WORK TO COMPLETE: Could you restate every record below word for word?

[Start of section]

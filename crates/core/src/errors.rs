//! Core error types for Ledgerfolio.
//!
//! Every variant here aborts a run. Data-availability gaps are not errors;
//! they travel as [`HoldingsCalculationWarning`](crate::portfolio::snapshot::HoldingsCalculationWarning)
//! and [`PriceGap`](crate::portfolio::performance::PriceGap) values alongside results.

use chrono::NaiveDate;
use thiserror::Error;

use ledgerfolio_market_data::MarketDataError;

/// Type alias for Result using our Error type.
pub type Result<T> = std::result::Result<T, Error>;

/// Root error type for the pipeline.
#[derive(Error, Debug)]
pub enum Error {
    #[error("Failed to ingest {path}: {message}")]
    Ingestion { path: String, message: String },

    #[error("Malformed trade in {source_name} at line {line}: {message}")]
    MalformedTrade {
        source_name: String,
        line: usize,
        message: String,
    },

    #[error("Market data ingestion failed: {0}")]
    MarketData(#[from] MarketDataError),

    #[error("Portfolio reconstruction failed: {0}")]
    Calculation(#[from] CalculatorError),

    #[error("Failed to write report {path}: {message}")]
    Report { path: String, message: String },

    #[error("Invalid configuration value: {0}")]
    InvalidConfigValue(String),
}

/// Errors that occur while replaying the trade ledger.
#[derive(Error, Debug, Clone, PartialEq, Eq)]
pub enum CalculatorError {
    #[error("Trade ledger is empty, nothing to reconstruct")]
    EmptyLedger,

    #[error("Unknown trade side '{side}' for {code} on {date}")]
    UnknownTradeSide {
        side: String,
        code: String,
        date: NaiveDate,
    },

    #[error("Arithmetic overflow in {operation} for {code} on {date}")]
    ArithmeticOverflow {
        operation: String,
        code: String,
        date: NaiveDate,
    },
}

impl CalculatorError {
    pub(crate) fn overflow(operation: &str, code: &str, date: NaiveDate) -> Self {
        CalculatorError::ArithmeticOverflow {
            operation: operation.to_string(),
            code: code.to_string(),
            date,
        }
    }
}
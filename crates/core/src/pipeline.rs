//! End-to-end run: feeds and ledger in, daily returns report out.

use log::{info, warn};
use serde::Serialize;

use crate::activities::read_ledger;
use crate::errors::Result;
use crate::portfolio::performance::{summarize_returns, ReturnCalculator, ReturnSummary};
use crate::portfolio::snapshot::HoldingsCalculator;
use crate::prices::load_price_index;
use crate::reports::ReportWriter;
use crate::settings::PipelineConfig;

/// What a run read, computed and wrote.
#[derive(Debug, Clone, Serialize, PartialEq)]
#[serde(rename_all = "camelCase")]
pub struct PipelineSummary {
    pub trades: usize,
    pub prices: usize,
    pub snapshots: usize,
    pub rows_written: usize,
    pub skipped_days: usize,
    pub warnings: usize,
    pub price_gaps: usize,
    pub returns: ReturnSummary,
}

/// Runs the whole pipeline for `config`.
///
/// All inputs are read and validated before anything is computed, and the
/// report is only written once every return has been calculated.
pub fn run_pipeline(config: &PipelineConfig) -> Result<PipelineSummary> {
    config.validate()?;
    let end_date = config.resolved_end_date();

    let price_index = load_price_index(&config.import_dir)?;
    let ledger = read_ledger(&config.ledger_path)?;

    // Replay warnings are logged by the calculator as they are raised.
    let holdings = HoldingsCalculator::new(end_date).calculate_snapshots(&ledger)?;

    let calculator = ReturnCalculator::new(&price_index, &config.benchmark_codes);
    let returns = calculator.calculate_returns(&holdings.snapshots)?;
    for gap in &returns.gaps {
        warn!("Price gap: {}", gap);
    }

    let return_summary = summarize_returns(&returns.returns, &config.benchmark_codes)?;

    let writer = ReportWriter::new(config.benchmark_codes.clone(), config.include_header);
    let rows_written = writer.write_file(&config.output_path, &returns.returns)?;
    log_return_summary(&config.benchmark_codes, &return_summary);

    Ok(PipelineSummary {
        trades: ledger.len(),
        prices: price_index.len(),
        snapshots: holdings.snapshots.len(),
        rows_written,
        skipped_days: returns.skipped_days.len(),
        warnings: holdings.warnings.len(),
        price_gaps: returns.gaps.len(),
        returns: return_summary,
    })
}

fn log_return_summary(benchmark_codes: &[String], summary: &ReturnSummary) {
    let (Some(start), Some(end)) = (summary.period_start_date, summary.period_end_date) else {
        info!("No daily returns were computed");
        return;
    };
    info!(
        "Portfolio return from {} to {}: {:.2}%",
        start, end, summary.cumulative_return
    );
    for (code, cumulative) in benchmark_codes
        .iter()
        .zip(&summary.benchmark_cumulative_returns)
    {
        match cumulative {
            Some(value) => info!("{} return over the same period: {:.2}%", code, value),
            None => info!("{} had no prices over the period", code),
        }
    }
}
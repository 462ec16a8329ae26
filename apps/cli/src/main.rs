mod config;
mod main_lib;

use std::path::PathBuf;

use anyhow::Result;
use chrono::NaiveDate;
use clap::Parser;
use ledgerfolio_core::run_pipeline;

use config::{load_config, parse_end_date, ConfigOverrides};
use main_lib::init_tracing;

#[derive(Parser)]
#[command(name = "ledgerfolio")]
#[command(
    about = "Reconstructs daily holdings from a trade ledger and reports returns against benchmarks",
    long_about = None
)]
struct Cli {
    /// JSON configuration file (camelCase keys)
    #[arg(long)]
    config: Option<PathBuf>,

    /// Directory holding the historical quotes feeds
    #[arg(long)]
    import_dir: Option<PathBuf>,

    /// Trade ledger CSV
    #[arg(long = "ledger")]
    ledger_path: Option<PathBuf>,

    /// Where to write the daily returns CSV
    #[arg(long = "output")]
    output_path: Option<PathBuf>,

    /// Benchmark code; repeat for several, in column order
    #[arg(long = "benchmark")]
    benchmarks: Vec<String>,

    /// Last day to reconstruct (YYYY-MM-DD). Defaults to today.
    #[arg(long, value_parser = parse_end_date_arg)]
    end_date: Option<NaiveDate>,

    /// Write a header row
    #[arg(long, default_value_t = false)]
    header: bool,

    /// Print the run summary as JSON on stdout
    #[arg(long, default_value_t = false)]
    print_summary: bool,
}

fn parse_end_date_arg(raw: &str) -> std::result::Result<NaiveDate, String> {
    parse_end_date(raw).map_err(|e| format!("{:#}", e))
}

fn main() -> Result<()> {
    let cli = Cli::parse();
    init_tracing();

    let config = load_config(
        cli.config.as_ref(),
        ConfigOverrides {
            import_dir: cli.import_dir,
            ledger_path: cli.ledger_path,
            output_path: cli.output_path,
            benchmark_codes: cli.benchmarks,
            end_date: cli.end_date,
            include_header: cli.header,
        },
    )?;
    tracing::info!(
        "Reading feeds from {} and ledger {}",
        config.import_dir.display(),
        config.ledger_path.display()
    );

    let summary = run_pipeline(&config)?;
    tracing::info!(
        "Wrote {} row(s) to {} ({} skipped day(s), {} warning(s), {} price gap(s))",
        summary.rows_written,
        config.output_path.display(),
        summary.skipped_days,
        summary.warnings,
        summary.price_gaps
    );

    if cli.print_summary {
        println!("{}", serde_json::to_string_pretty(&summary)?);
    }
    Ok(())
}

[End of section]

SOLUTION TO THIS TASK:
filename crates/core/src/errors.rs
//! Core error types for Ledgerfolio.
//!
//! Every variant here aborts a run. Data-availability gaps are not errors;
//! they travel as [`HoldingsCalculationWarning`](crate::portfolio::snapshot::HoldingsCalculationWarning)
//! and [`PriceGap`](crate::portfolio::performance::PriceGap) values alongside results.

use chrono::NaiveDate;
use thiserror::Error;

use ledgerfolio_market_data::MarketDataError;

/// Type alias for Result using our Error type.
pub type Result<T> = std::result::Result<T, Error>;

/// Root error type for the pipeline.
#[derive(Error, Debug)]
pub enum Error {
    #[error("Failed to ingest {path}: {message}")]
    Ingestion { path: String, message: String },

    #[error("Malformed trade in {source_name} at line {line}: {message}")]
    MalformedTrade {
        source_name: String,
        line: usize,
        message: String,
    },

    #[error("Market data ingestion failed: {0}")]
    MarketData(#[from] MarketDataError),

    #[error("Portfolio reconstruction failed: {0}")]
    Calculation(#[from] CalculatorError),

    #[error("Failed to write report {path}: {message}")]
    Report { path: String, message: String },

    #[error("Invalid configuration value: {0}")]
    InvalidConfigValue(String),
}

/// Errors that occur while replaying the trade ledger.
#[derive(Error, Debug, Clone, PartialEq, Eq)]
pub enum CalculatorError {
    #[error("Trade ledger is empty, nothing to reconstruct")]
    EmptyLedger,

    #[error("Unknown trade side '{side}' for {code} on {date}")]
    UnknownTradeSide {
        side: String,
        code: String,
        date: NaiveDate,
    },

    #[error("Arithmetic overflow in {operation} for {code} on {date}")]
    ArithmeticOverflow {
        operation: String,
        code: String,
        date: NaiveDate,
    },
}

impl CalculatorError {
    pub(crate) fn overflow(operation: &str, code: &str, date: NaiveDate) -> Self {
        CalculatorError::ArithmeticOverflow {
            operation: operation.to_string(),
            code: code.to_string(),
            date,
        }
    }
}
filename crates/core/src/pipeline.rs
//! End-to-end run: feeds and ledger in, daily returns report out.

use log::{info, warn};
use serde::Serialize;

use crate::activities::read_ledger;
use crate::errors::Result;
use crate::portfolio::performance::{summarize_returns, ReturnCalculator, ReturnSummary};
use crate::portfolio::snapshot::HoldingsCalculator;
use crate::prices::load_price_index;
use crate::reports::ReportWriter;
use crate::settings::PipelineConfig;

/// What a run read, computed and wrote.
#[derive(Debug, Clone, Serialize, PartialEq)]
#[serde(rename_all = "camelCase")]
pub struct PipelineSummary {
    pub trades: usize,
    pub prices: usize,
    pub snapshots: usize,
    pub rows_written: usize,
    pub skipped_days: usize,
    pub warnings: usize,
    pub price_gaps: usize,
    pub returns: ReturnSummary,
}

/// Runs the whole pipeline for `config`.
///
/// All inputs are read and validated before anything is computed, and the
/// report is only written once every return has been calculated.
pub fn run_pipeline(config: &PipelineConfig) -> Result<PipelineSummary> {
    config.validate()?;
    let end_date = config.resolved_end_date();

    let price_index = load_price_index(&config.import_dir)?;
    let ledger = read_ledger(&config.ledger_path)?;

    // Replay warnings are logged by the calculator as they are raised.
    let holdings = HoldingsCalculator::new(end_date).calculate_snapshots(&ledger)?;

    let calculator = ReturnCalculator::new(&price_index, &config.benchmark_codes);
    let returns = calculator.calculate_returns(&holdings.snapshots)?;
    for gap in &returns.gaps {
        warn!("Price gap: {}", gap);
    }

    let return_summary = summarize_returns(&returns.returns, &config.benchmark_codes)?;

    let writer = ReportWriter::new(config.benchmark_codes.clone(), config.include_header);
    let rows_written = writer.write_file(&config.output_path, &returns.returns)?;
    log_return_summary(&config.benchmark_codes, &return_summary);

    Ok(PipelineSummary {
        trades: ledger.len(),
        prices: price_index.len(),
        snapshots: holdings.snapshots.len(),
        rows_written,
        skipped_days: returns.skipped_days.len(),
        warnings: holdings.warnings.len(),
        price_gaps: returns.gaps.len(),
        returns: return_summary,
    })
}

fn log_return_summary(benchmark_codes: &[String], summary: &ReturnSummary) {
    let (Some(start), Some(end)) = (summary.period_start_date, summary.period_end_date) else {
        info!("No daily returns were computed");
        return;
    };
    info!(
        "Portfolio return from {} to {}: {:.2}%",
        start, end, summary.cumulative_return
    );
    for (code, cumulative) in benchmark_codes
        .iter()
        .zip(&summary.benchmark_cumulative_returns)
    {
        match cumulative {
            Some(value) => info!("{} return over the same period: {:.2}%", code, value),
            None => info!("{} had no prices over the period", code),
        }
    }
}
repository 462ec16a8329ae26
filename apps/cli/src/main.rs
mod config;
mod main_lib;

use std::path::PathBuf;

use anyhow::Result;
use chrono::NaiveDate;
use clap::Parser;
use ledgerfolio_core::run_pipeline;

use config::{load_config, parse_end_date, ConfigOverrides};
use main_lib::init_tracing;

#[derive(Parser)]
#[command(name = "ledgerfolio")]
#[command(
    about = "Reconstructs daily holdings from a trade ledger and reports returns against benchmarks",
    long_about = None
)]
struct Cli {
    /// JSON configuration file (camelCase keys)
    #[arg(long)]
    config: Option<PathBuf>,

    /// Directory holding the historical quotes feeds
    #[arg(long)]
    import_dir: Option<PathBuf>,

    /// Trade ledger CSV
    #[arg(long = "ledger")]
    ledger_path: Option<PathBuf>,

    /// Where to write the daily returns CSV
    #[arg(long = "output")]
    output_path: Option<PathBuf>,

    /// Benchmark code; repeat for several, in column order
    #[arg(long = "benchmark")]
    benchmarks: Vec<String>,

    /// Last day to reconstruct (YYYY-MM-DD). Defaults to today.
    #[arg(long, value_parser = parse_end_date_arg)]
    end_date: Option<NaiveDate>,

    /// Write a header row
    #[arg(long, default_value_t = false)]
    header: bool,

    /// Print the run summary as JSON on stdout
    #[arg(long, default_value_t = false)]
    print_summary: bool,
}

fn parse_end_date_arg(raw: &str) -> std::result::Result<NaiveDate, String> {
    parse_end_date(raw).map_err(|e| format!("{:#}", e))
}

fn main() -> Result<()> {
    let cli = Cli::parse();
    init_tracing();

    let config = load_config(
        cli.config.as_ref(),
        ConfigOverrides {
            import_dir: cli.import_dir,
            ledger_path: cli.ledger_path,
            output_path: cli.output_path,
            benchmark_codes: cli.benchmarks,
            end_date: cli.end_date,
            include_header: cli.header,
        },
    )?;
    tracing::info!(
        "Reading feeds from {} and ledger {}",
        config.import_dir.display(),
        config.ledger_path.display()
    );

    let summary = run_pipeline(&config)?;
    tracing::info!(
        "Wrote {} row(s) to {} ({} skipped day(s), {} warning(s), {} price gap(s))",
        summary.rows_written,
        config.output_path.display(),
        summary.skipped_days,
        summary.warnings,
        summary.price_gaps
    );

    if cli.print_summary {
        println!("{}", serde_json::to_string_pretty(&summary)?);
    }
    Ok(())
}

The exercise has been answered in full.